Il verbo “riconoscere”, usato ripetutamente, significherà anche riconoscere l’esistenza delle migrazioni causate dal degrado ambientale e dunque “riconoscere” lo status di  rifugiato a chi lascia la propria terra per ragioni legate direttamente o indirettamente ai rapidi cambiamenti climatici?

Secondo il rapporto del Norwegian Refugee Council circa 30 milioni di persone sono costrette, ogni anno, a lasciare le loro case a causa di eventi  meteorologici  estremi, catastrofi naturali, la perdita di biodiversità e disastri ambientali provocati dall’uomo. L’ultimo evento, in ordine di tempo, è l’eruzione del vulcano Nyiragongo, nella Repubblica democratica del Congodove il numero degli sfollati, secondo l’Unicef, si aggira intorno alle 400 mila persone. Molti rimarranno sfollati interni per mancanza di risorse fisiche o economiche, altri migreranno superando i confini. Una delle peggiori crisi umanitarie, eppure il resto del mondo sembra ignorarla.  Stando ai dati prodotti dal NRC, il numero dei migranti climatici è tre volte superiore rispetto alle persone che scappano da guerre e proiettili anche se spesso i fattori che spingono a migrare sono fra loro strettamente connessi.

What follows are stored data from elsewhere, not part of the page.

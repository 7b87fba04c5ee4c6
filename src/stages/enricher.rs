//! Enrichment: attach the converted amount to validated trades.

use crate::error::PipelineError;
use crate::models::{Trade, TradeStatus};
use crate::stages::{StageKind, TradeProcessor};

#[derive(Debug, Default)]
pub struct Enricher;

impl Enricher {
    pub fn new() -> Self {
        Self
    }
}

impl TradeProcessor for Enricher {
    fn stage(&self) -> StageKind {
        StageKind::Enricher
    }

    fn process(&mut self, trade: Trade) -> Result<Option<Trade>, PipelineError> {
        match trade.status() {
            TradeStatus::Rejected => Ok(Some(trade)),
            _ => trade.enriched().map(Some),
        }
    }
}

La definizione di “rifugiato climatico” è considerata da molte istituzioni internazionali , compreso  l’UNHCR, una definizione impropria per il fatto di non trovare alcun riferimento normativo nel diritto internazionale.

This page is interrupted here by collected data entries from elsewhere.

use std::sync::Arc;

use axum::{
    body::Body,
    http::{Request, StatusCode},
    Router,
};
use nightlight::{
    api::create_router,
    playback::SilentPlayer,
    state::{AppState, SessionController},
    storage::MemoryStore,
};
use serde_json::{json, Value};
use tower::ServiceExt;

fn app() -> Router {
    let controller = SessionController::new(
        Arc::new(SilentPlayer::new()),
        Arc::new(MemoryStore::new()),
    );
    create_router(Arc::new(AppState::new(controller, 20554, "127.0.0.1".to_string())))
}

async fn send(app: &Router, method: &str, uri: &str, body: Option<Value>) -> (StatusCode, Value) {
    let mut request = Request::builder().method(method).uri(uri);
    let body = match body {
        Some(body) => {
            request = request.header("content-type", "application/json");
            Body::from(body.to_string())
        }
        None => Body::empty(),
    };

    let response = app
        .clone()
        .oneshot(request.body(body).unwrap())
        .await
        .unwrap();
    let status = response.status();
    let bytes = axum::body::to_bytes(response.into_body(), usize::MAX)
        .await
        .unwrap();
    let value = serde_json::from_slice(&bytes).unwrap_or(Value::Null);
    (status, value)
}

#[tokio::test]
async fn health_reports_ok() {
    let app = app();
    let (status, body) = send(&app, "GET", "/health", None).await;
    assert_eq!(status, StatusCode::OK);
    assert_eq!(body["status"], "ok");
}

#[tokio::test]
async fn brightness_endpoint_returns_dim_factor() {
    let app = app();

    let (status, body) = send(&app, "POST", "/brightness", Some(json!({ "percent": 0 }))).await;
    assert_eq!(status, StatusCode::OK);
    assert_eq!(body["session"]["brightness"], 0);
    assert_eq!(body["session"]["dim_factor"], 0.8);

    let (_, body) = send(&app, "POST", "/brightness", Some(json!({ "percent": 400 }))).await;
    assert_eq!(body["session"]["brightness"], 100);
    assert_eq!(body["session"]["dim_factor"], 0.0);
}

#[tokio::test(start_paused = true)]
async fn timer_and_toggle_drive_the_countdown() {
    let app = app();

    let (status, _) = send(&app, "POST", "/timer", Some(json!({ "minutes": 7 }))).await;
    assert_eq!(status, StatusCode::BAD_REQUEST);

    let (status, _) = send(&app, "POST", "/timer", Some(json!({}))).await;
    assert!(status.is_client_error());

    let (status, body) = send(&app, "POST", "/timer", Some(json!({ "minutes": 30 }))).await;
    assert_eq!(status, StatusCode::OK);
    assert_eq!(body["session"]["timer_minutes"], 30);
    assert_eq!(body["session"]["remaining_display"], Value::Null);

    let (status, body) = send(&app, "POST", "/playback/toggle", None).await;
    assert_eq!(status, StatusCode::OK);
    assert_eq!(body["status"], "playing");
    assert_eq!(body["session"]["remaining_display"], "30:00");
    assert_eq!(body["session"]["timer"]["remaining_seconds"], 1800);

    let (_, body) = send(&app, "POST", "/timer", Some(json!({ "minutes": null }))).await;
    assert_eq!(body["session"]["timer_minutes"], Value::Null);
    assert_eq!(body["session"]["timer_label"], "∞");
    assert_eq!(body["session"]["is_playing"], true);
    assert_eq!(body["session"]["timer"]["active"], false);

    let (_, body) = send(&app, "POST", "/timer/cycle", None).await;
    assert_eq!(body["session"]["timer_minutes"], 5);
    assert_eq!(body["session"]["remaining_display"], "5:00");

    let (_, body) = send(&app, "POST", "/playback/toggle", None).await;
    assert_eq!(body["status"], "stopped");
    assert_eq!(body["session"]["remaining_display"], Value::Null);
}

#[tokio::test]
async fn sound_and_theme_validation() {
    let app = app();

    let (status, _) = send(&app, "POST", "/sound", Some(json!({ "file": "../etc/passwd" }))).await;
    assert_eq!(status, StatusCode::BAD_REQUEST);

    let (status, body) = send(
        &app,
        "POST",
        "/sound",
        Some(json!({ "file": "waves.mp3", "autoplay": true })),
    )
    .await;
    assert_eq!(status, StatusCode::OK);
    assert_eq!(body["session"]["sound"], "waves.mp3");
    assert_eq!(body["session"]["is_playing"], true);

    let (status, _) = send(&app, "POST", "/theme", Some(json!({ "theme": "neon" }))).await;
    assert_eq!(status, StatusCode::BAD_REQUEST);

    let (status, body) = send(&app, "POST", "/theme", Some(json!({ "theme": "aurora" }))).await;
    assert_eq!(status, StatusCode::OK);
    assert_eq!(body["session"]["theme"], "aurora");
}

#[tokio::test]
async fn status_tracks_the_last_action() {
    let app = app();

    let (_, body) = send(&app, "GET", "/status", None).await;
    assert_eq!(body["last_action"], Value::Null);
    assert_eq!(body["session"]["sound"], "rain.mp3");
    assert_eq!(body["session"]["volume"], 0.6);

    send(&app, "POST", "/volume", Some(json!({ "percent": 45 }))).await;
    let (status, body) = send(&app, "GET", "/status", None).await;
    assert_eq!(status, StatusCode::OK);
    assert_eq!(body["last_action"], "volume");
    assert_eq!(body["session"]["volume"], 0.45);
    assert_eq!(body["port"], 20554);
}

 Lo status di rifugiato è infatti regolato  dalla Convenzione di Ginevra del 1951 che non contiene nessuna tutela per chi fugge da disastri ambientali o calamità naturali mentre accorda protezione internazionale a coloro che hanno attraversato la frontiera internazionale <<a causa del fondato timore di essere perseguitato per motivi di razza, religione, nazionalità, appartenenza ad un determinato gruppo sociale>>

I migranti climatici, una volta raggiunta la nuova destinazione, diventano invisibili. Finiscono in un limbo, sull’orlo estremo di un vuoto normativo, senza  protezione e senza  diritti.

Se le grandi potenze passeranno dalle parole  ai fatti, allora il verbo riconoscere assumerà il significato di accorgersi, rendersi conto dell’urgenza di una giustizia ambientale, della necessità di dare piena tutela giuridica  ai migranti climatici attraverso il riconoscimento dello status di rifugiato ambientale.